(Records from a data source)
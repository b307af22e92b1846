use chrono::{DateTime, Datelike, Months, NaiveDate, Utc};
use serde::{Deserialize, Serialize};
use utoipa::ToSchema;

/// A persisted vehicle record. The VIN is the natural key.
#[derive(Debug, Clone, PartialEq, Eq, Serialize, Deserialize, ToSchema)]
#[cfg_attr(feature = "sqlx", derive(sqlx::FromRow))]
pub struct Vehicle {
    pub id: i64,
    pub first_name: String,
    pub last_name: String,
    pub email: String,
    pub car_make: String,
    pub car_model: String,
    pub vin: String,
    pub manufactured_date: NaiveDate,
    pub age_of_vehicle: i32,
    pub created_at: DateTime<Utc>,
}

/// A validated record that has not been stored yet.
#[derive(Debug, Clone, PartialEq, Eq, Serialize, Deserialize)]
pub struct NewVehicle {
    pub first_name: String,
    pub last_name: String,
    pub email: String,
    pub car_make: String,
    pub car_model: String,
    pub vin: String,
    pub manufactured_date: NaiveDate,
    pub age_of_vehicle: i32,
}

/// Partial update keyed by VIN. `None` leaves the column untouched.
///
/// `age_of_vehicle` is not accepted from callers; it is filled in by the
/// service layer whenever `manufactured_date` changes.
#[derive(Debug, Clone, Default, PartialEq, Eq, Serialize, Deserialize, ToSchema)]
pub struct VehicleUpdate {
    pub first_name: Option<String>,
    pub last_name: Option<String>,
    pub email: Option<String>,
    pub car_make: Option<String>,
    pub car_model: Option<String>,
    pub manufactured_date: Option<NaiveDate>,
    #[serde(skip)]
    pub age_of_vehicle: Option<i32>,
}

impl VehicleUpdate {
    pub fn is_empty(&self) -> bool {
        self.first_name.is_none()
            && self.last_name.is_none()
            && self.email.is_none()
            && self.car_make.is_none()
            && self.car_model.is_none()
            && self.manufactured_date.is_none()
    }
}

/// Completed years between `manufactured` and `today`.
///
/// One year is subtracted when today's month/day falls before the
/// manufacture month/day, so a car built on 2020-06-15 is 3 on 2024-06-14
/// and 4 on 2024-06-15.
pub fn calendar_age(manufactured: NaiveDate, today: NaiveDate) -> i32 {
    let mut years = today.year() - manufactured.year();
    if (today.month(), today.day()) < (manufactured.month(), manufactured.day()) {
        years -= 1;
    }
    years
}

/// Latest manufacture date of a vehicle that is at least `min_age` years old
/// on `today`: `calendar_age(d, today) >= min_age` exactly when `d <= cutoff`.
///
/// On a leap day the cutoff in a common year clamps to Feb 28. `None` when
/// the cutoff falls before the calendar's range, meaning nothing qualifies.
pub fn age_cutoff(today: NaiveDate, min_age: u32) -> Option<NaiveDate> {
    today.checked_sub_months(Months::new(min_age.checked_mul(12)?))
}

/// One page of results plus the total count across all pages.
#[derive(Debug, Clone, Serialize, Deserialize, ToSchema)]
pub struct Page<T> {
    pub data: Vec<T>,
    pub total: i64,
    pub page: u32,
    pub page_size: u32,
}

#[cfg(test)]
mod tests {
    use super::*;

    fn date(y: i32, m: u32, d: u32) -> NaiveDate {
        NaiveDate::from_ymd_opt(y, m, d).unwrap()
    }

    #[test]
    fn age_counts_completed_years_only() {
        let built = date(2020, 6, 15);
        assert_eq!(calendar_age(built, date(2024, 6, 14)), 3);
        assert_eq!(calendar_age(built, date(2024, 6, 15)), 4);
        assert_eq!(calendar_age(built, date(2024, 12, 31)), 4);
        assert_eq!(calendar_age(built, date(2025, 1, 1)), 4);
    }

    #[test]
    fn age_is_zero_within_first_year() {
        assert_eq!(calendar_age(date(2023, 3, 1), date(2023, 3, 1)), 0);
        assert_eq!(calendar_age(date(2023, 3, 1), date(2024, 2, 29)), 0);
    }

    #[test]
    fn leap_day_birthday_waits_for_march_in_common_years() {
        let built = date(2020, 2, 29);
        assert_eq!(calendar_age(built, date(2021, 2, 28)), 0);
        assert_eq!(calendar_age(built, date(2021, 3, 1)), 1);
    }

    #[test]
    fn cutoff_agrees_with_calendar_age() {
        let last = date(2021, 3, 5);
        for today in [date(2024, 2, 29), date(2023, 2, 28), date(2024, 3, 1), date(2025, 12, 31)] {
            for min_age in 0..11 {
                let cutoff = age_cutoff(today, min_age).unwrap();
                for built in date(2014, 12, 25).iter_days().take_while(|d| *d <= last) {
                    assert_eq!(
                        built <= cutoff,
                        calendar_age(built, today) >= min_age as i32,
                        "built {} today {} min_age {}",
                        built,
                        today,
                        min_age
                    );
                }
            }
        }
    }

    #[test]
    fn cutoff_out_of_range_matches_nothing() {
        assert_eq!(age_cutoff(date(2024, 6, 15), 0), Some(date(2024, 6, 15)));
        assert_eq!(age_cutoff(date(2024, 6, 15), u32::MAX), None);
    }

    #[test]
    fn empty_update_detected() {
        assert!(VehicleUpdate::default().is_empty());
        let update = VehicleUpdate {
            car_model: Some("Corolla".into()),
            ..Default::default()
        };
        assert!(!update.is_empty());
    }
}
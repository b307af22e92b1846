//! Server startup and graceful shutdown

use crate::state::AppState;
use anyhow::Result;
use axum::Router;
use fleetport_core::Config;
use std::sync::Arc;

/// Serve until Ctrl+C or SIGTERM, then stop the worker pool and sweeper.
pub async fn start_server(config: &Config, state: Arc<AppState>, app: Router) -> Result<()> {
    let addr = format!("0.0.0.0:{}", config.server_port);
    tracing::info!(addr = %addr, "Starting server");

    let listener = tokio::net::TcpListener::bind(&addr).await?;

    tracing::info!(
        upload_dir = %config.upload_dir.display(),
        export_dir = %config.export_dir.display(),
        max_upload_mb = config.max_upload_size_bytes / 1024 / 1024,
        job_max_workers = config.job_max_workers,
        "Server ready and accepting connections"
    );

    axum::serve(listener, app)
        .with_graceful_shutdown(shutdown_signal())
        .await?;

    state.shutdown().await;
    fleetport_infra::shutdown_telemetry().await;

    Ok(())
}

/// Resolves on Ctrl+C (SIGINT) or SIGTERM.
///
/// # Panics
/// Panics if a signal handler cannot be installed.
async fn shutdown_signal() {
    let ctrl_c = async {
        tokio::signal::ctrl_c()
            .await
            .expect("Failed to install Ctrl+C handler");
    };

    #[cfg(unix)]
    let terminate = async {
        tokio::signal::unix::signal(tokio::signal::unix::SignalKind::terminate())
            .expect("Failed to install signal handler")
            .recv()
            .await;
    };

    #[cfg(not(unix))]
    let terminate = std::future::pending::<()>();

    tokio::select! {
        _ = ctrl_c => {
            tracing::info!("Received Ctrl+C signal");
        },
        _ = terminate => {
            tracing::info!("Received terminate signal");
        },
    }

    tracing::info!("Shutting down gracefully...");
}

What you are asked to do:
Answer with the number alone: how many lines in the records include the word "VehicleUpdate"?

Solution to the exercise:
4